What to do.
Each line in the listing below that includes "successfully" should be counted; give the total and nothing more.

Recorded information.
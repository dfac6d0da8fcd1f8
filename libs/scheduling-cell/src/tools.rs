// libs/scheduling-cell/src/tools.rs
//
// The fixed function contract the conversational agent drives. Results are
// single human-readable strings the agent bridge relays back verbatim; no
// error here ever propagates as a fault.
use serde_json::{json, Value};
use tracing::debug;

use crate::models::SchedulingError;
use crate::services::booking::BookingService;
use crate::state::AppState;

/// JSON-schema declarations for the agent session's tool registry.
pub fn tool_definitions() -> Vec<Value> {
    vec![
        json!({
            "type": "function",
            "name": "book_appointment",
            "description": "Schedule a new appointment for a patient.",
            "parameters": {
                "type": "object",
                "properties": {
                    "patient_id": {
                        "type": "string",
                        "description": "The identifier of the registered patient."
                    },
                    "doctor_name": {
                        "type": "string",
                        "description": "The name of the doctor with whom the appointment is being booked."
                    },
                    "specialization": {
                        "type": "string",
                        "description": "The department or specialty for the appointment (e.g., Cardiology, Orthopedics)."
                    },
                    "appointment_date": {
                        "type": "string",
                        "description": "The date and time of the appointment."
                    }
                },
                "required": ["patient_id", "doctor_name", "specialization", "appointment_date"]
            }
        }),
        json!({
            "type": "function",
            "name": "update_appointment",
            "description": "Move an existing appointment to a new date and time.",
            "parameters": {
                "type": "object",
                "properties": {
                    "appointment_id": {
                        "type": "string",
                        "description": "The unique identifier of the appointment to be updated."
                    },
                    "new_appointment_date": {
                        "type": "string",
                        "description": "The new date and time for the appointment."
                    }
                },
                "required": ["appointment_id", "new_appointment_date"]
            }
        }),
        json!({
            "type": "function",
            "name": "cancel_appointment",
            "description": "Cancel an existing appointment for a patient.",
            "parameters": {
                "type": "object",
                "properties": {
                    "appointment_id": {
                        "type": "string",
                        "description": "The unique identifier of the appointment to be canceled."
                    }
                },
                "required": ["appointment_id"]
            }
        }),
    ]
}

fn required_str<'a>(arguments: &'a Value, key: &str) -> Result<&'a str, String> {
    arguments
        .get(key)
        .and_then(Value::as_str)
        .ok_or_else(|| format!("Missing required argument: {}", key))
}

fn scheduling_error_message(err: SchedulingError) -> String {
    match err {
        SchedulingError::UnrecognizedDate(input) => {
            format!(
                "{} is not a supported date format. Use 'YYYY-MM-DD HH:MM:SS'.",
                input
            )
        }
        SchedulingError::PatientNotFound => "Patient with this ID was not found.".to_string(),
        SchedulingError::DoctorNotFound => {
            "Doctor with this name and specialization was not found.".to_string()
        }
        SchedulingError::AppointmentNotFound => "No appointment found with this ID.".to_string(),
        SchedulingError::SlotUnavailable {
            doctor_id,
            appointment_date,
        } => format!(
            "Doctor with ID {} is not available at {}.",
            doctor_id, appointment_date
        ),
        SchedulingError::Database(msg) => format!("Failed to complete the operation: {}", msg),
    }
}

/// Dispatch one tool call by name and render the outcome as a message
/// string. Write operations run under the shared write guard.
pub async fn dispatch_tool_call(state: &AppState, name: &str, arguments: Value) -> String {
    debug!("Dispatching tool call {} with {}", name, arguments);

    let service = BookingService::new(state.pool.clone());
    let _guard = state.write_guard.lock().await;

    match name {
        "book_appointment" => {
            let parsed = (|| {
                Ok::<_, String>((
                    required_str(&arguments, "patient_id")?,
                    required_str(&arguments, "doctor_name")?,
                    required_str(&arguments, "specialization")?,
                    required_str(&arguments, "appointment_date")?,
                ))
            })();
            let (patient_id, doctor_name, specialization, appointment_date) = match parsed {
                Ok(args) => args,
                Err(message) => return message,
            };

            match service
                .book_appointment(patient_id, doctor_name, specialization, appointment_date)
                .await
            {
                Ok(appointment) => format!(
                    "Appointment scheduled successfully with ID {} for Patient ID {} with Doctor ID {} on {}.",
                    appointment.appointment_id,
                    appointment.patient_id,
                    appointment.doctor_id,
                    appointment.appointment_date
                ),
                Err(err) => scheduling_error_message(err),
            }
        }

        "update_appointment" => {
            let appointment_id = match required_str(&arguments, "appointment_id") {
                Ok(value) => value,
                Err(message) => return message,
            };
            let new_appointment_date = match required_str(&arguments, "new_appointment_date") {
                Ok(value) => value,
                Err(message) => return message,
            };

            match service
                .reschedule_appointment(appointment_id, new_appointment_date)
                .await
            {
                Ok(rescheduled) => format!(
                    "Appointment {} has been successfully rescheduled to {}.",
                    rescheduled.appointment_id, rescheduled.appointment_date
                ),
                Err(err) => scheduling_error_message(err),
            }
        }

        "cancel_appointment" => {
            let appointment_id = match required_str(&arguments, "appointment_id") {
                Ok(value) => value,
                Err(message) => return message,
            };

            match service.cancel_appointment(appointment_id).await {
                Ok(()) => format!(
                    "Appointment {} has been successfully canceled.",
                    appointment_id
                ),
                Err(err) => scheduling_error_message(err),
            }
        }

        other => format!("Unknown tool: {}", other),
    }
}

Exercise output.
3